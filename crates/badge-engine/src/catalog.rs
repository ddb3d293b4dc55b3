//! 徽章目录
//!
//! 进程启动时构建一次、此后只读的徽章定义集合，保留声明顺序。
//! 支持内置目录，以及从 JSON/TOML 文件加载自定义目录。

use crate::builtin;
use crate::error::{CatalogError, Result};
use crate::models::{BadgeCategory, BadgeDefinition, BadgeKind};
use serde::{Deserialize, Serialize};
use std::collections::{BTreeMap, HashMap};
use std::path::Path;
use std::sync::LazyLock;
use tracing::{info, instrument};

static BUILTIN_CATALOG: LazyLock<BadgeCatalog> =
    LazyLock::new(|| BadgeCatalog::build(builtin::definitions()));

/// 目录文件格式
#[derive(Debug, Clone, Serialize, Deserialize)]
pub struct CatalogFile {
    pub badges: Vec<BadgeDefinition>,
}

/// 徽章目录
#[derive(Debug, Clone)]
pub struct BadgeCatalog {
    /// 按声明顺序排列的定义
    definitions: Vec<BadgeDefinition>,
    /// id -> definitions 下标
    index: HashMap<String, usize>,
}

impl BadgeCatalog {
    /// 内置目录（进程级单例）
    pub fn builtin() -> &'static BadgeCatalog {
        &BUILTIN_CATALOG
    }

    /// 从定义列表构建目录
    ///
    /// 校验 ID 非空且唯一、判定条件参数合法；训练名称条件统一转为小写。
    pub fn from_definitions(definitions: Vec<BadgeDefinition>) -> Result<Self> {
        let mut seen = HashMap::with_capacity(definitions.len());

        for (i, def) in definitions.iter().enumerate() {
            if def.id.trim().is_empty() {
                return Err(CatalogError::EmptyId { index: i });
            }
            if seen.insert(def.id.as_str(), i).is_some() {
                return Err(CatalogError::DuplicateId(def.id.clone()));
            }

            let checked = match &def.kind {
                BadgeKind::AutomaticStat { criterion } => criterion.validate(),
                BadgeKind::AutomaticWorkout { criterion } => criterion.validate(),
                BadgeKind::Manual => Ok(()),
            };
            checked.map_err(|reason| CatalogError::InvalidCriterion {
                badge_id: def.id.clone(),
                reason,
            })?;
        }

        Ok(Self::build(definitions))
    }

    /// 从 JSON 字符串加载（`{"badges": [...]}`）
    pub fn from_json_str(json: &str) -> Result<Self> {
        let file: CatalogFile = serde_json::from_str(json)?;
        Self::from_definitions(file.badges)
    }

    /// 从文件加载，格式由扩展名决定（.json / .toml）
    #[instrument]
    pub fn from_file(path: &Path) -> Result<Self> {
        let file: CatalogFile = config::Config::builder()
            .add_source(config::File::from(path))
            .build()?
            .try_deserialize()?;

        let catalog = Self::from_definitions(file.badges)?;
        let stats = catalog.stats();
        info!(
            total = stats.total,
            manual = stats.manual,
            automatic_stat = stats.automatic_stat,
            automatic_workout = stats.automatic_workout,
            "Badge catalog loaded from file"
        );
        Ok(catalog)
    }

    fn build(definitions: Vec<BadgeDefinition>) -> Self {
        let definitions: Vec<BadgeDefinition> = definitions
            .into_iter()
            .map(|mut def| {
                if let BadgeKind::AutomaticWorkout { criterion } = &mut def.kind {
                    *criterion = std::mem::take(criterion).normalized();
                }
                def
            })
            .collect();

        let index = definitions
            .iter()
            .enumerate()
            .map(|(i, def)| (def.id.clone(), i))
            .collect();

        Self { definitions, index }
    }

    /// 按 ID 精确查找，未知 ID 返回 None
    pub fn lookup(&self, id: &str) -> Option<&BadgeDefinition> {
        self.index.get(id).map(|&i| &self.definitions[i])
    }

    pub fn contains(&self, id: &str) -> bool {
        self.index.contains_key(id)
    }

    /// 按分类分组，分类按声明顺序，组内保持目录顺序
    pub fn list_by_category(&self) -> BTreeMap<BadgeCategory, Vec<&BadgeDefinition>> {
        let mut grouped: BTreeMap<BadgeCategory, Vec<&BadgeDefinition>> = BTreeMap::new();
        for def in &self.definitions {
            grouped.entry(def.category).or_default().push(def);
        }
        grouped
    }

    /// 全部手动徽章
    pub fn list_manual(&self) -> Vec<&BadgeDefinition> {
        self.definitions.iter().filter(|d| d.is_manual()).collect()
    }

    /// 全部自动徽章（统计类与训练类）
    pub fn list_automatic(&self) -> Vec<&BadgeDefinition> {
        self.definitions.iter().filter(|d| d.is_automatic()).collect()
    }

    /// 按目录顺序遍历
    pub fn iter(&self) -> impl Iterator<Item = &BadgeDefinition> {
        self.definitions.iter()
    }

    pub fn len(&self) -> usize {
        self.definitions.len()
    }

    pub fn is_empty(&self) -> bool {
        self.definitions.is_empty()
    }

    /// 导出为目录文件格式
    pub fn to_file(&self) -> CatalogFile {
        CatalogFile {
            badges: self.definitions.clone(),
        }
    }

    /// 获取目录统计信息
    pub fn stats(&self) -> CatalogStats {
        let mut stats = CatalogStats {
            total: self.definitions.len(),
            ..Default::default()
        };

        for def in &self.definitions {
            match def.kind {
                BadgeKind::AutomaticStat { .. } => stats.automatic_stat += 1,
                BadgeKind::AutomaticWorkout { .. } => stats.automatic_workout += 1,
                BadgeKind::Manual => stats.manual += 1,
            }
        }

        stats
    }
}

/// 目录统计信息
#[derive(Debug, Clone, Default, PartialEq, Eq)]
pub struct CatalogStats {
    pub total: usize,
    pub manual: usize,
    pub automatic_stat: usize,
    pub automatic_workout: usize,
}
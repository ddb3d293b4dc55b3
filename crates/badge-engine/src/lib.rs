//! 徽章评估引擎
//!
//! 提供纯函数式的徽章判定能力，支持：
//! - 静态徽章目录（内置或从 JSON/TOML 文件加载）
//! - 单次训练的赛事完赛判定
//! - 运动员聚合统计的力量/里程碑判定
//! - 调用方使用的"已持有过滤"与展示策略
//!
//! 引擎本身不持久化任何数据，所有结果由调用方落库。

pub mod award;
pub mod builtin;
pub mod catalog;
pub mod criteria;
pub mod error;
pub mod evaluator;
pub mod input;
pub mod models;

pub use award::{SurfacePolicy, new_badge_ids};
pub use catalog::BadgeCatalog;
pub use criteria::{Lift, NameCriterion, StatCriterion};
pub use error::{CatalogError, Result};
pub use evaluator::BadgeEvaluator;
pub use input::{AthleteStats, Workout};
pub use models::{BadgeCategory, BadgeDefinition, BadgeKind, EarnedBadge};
* * *
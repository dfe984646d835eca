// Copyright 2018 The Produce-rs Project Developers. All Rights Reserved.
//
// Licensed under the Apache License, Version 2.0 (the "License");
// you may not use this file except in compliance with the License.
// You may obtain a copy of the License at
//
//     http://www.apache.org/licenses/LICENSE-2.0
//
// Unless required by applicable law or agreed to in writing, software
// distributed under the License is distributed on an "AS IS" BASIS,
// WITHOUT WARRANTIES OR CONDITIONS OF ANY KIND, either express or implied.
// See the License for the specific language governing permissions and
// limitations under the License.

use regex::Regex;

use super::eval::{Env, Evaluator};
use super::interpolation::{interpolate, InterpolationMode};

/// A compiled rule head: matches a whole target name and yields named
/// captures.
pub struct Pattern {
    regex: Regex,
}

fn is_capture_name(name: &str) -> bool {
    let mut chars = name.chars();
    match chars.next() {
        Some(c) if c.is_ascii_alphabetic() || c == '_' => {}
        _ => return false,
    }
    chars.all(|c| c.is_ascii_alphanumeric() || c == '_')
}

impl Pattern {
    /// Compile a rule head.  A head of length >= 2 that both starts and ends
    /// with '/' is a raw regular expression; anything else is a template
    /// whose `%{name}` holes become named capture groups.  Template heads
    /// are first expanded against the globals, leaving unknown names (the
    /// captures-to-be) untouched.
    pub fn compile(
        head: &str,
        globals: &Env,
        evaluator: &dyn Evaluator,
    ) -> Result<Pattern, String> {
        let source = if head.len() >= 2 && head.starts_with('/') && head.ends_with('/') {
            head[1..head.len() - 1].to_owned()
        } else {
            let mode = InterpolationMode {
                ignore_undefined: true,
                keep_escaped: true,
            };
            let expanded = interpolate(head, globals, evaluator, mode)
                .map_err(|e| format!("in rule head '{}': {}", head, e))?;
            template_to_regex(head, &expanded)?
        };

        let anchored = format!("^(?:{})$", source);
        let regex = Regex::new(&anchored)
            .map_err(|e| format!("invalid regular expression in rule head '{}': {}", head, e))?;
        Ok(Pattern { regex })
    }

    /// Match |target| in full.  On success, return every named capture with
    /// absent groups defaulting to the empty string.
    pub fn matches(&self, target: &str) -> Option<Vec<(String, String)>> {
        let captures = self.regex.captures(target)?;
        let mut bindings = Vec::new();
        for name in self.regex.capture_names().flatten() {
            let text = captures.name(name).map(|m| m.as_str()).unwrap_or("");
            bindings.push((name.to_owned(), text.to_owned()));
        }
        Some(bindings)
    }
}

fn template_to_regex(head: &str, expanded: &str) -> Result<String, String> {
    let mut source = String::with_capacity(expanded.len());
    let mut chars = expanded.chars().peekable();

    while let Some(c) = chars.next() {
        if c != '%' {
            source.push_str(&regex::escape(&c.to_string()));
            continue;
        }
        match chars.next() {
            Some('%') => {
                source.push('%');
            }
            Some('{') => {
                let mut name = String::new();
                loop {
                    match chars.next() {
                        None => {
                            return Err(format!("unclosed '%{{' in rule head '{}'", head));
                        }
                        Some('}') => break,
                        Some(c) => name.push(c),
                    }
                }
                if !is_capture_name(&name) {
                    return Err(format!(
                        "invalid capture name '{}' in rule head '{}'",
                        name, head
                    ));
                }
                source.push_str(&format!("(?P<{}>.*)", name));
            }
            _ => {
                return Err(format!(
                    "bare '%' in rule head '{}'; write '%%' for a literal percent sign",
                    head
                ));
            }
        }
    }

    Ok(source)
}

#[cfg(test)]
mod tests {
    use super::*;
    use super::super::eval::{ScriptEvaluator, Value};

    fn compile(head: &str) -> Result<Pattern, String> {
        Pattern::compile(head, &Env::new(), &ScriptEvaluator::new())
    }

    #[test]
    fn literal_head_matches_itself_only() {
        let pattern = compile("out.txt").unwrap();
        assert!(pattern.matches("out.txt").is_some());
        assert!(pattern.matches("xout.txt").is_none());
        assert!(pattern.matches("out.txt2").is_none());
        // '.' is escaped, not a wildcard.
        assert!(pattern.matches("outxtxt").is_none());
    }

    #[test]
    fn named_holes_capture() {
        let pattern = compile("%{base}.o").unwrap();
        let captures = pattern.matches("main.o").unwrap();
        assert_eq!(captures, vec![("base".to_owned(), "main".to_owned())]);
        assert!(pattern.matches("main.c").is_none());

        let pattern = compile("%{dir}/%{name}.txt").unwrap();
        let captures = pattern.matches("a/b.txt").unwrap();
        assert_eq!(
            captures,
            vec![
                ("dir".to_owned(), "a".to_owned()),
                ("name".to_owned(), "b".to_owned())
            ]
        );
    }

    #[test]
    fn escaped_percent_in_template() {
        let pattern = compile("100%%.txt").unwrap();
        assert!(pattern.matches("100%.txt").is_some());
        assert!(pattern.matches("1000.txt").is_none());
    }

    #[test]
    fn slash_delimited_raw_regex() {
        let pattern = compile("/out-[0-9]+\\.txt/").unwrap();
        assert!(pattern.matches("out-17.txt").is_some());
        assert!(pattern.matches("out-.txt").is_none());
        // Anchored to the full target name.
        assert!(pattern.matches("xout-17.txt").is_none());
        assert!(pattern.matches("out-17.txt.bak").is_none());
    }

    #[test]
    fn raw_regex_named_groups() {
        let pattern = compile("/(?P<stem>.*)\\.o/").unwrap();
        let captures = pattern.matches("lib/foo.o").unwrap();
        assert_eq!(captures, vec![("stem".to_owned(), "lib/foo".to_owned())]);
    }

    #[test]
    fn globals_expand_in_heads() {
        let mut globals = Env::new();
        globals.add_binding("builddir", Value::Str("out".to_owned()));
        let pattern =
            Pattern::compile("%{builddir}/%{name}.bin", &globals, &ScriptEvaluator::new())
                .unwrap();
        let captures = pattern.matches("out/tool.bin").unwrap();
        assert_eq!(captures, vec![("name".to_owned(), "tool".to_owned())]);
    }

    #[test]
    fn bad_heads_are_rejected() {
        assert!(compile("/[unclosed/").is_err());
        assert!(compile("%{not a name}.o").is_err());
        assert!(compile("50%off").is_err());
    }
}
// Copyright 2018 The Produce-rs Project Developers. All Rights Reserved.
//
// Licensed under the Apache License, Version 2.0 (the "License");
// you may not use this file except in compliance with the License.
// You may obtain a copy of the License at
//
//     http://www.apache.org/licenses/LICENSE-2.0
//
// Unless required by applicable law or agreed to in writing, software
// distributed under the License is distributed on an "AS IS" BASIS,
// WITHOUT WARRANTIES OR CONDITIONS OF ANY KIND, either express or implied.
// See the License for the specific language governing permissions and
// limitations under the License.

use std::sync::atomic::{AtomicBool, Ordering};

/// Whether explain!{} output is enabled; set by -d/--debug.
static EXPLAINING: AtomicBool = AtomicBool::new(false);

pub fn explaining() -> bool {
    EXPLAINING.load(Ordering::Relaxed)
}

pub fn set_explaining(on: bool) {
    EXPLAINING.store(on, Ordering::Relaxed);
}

### REQUIRED ACTION
Among the entries, how many lines include the word "engine"? Give only the number.

### RESULT OF THE TASK
2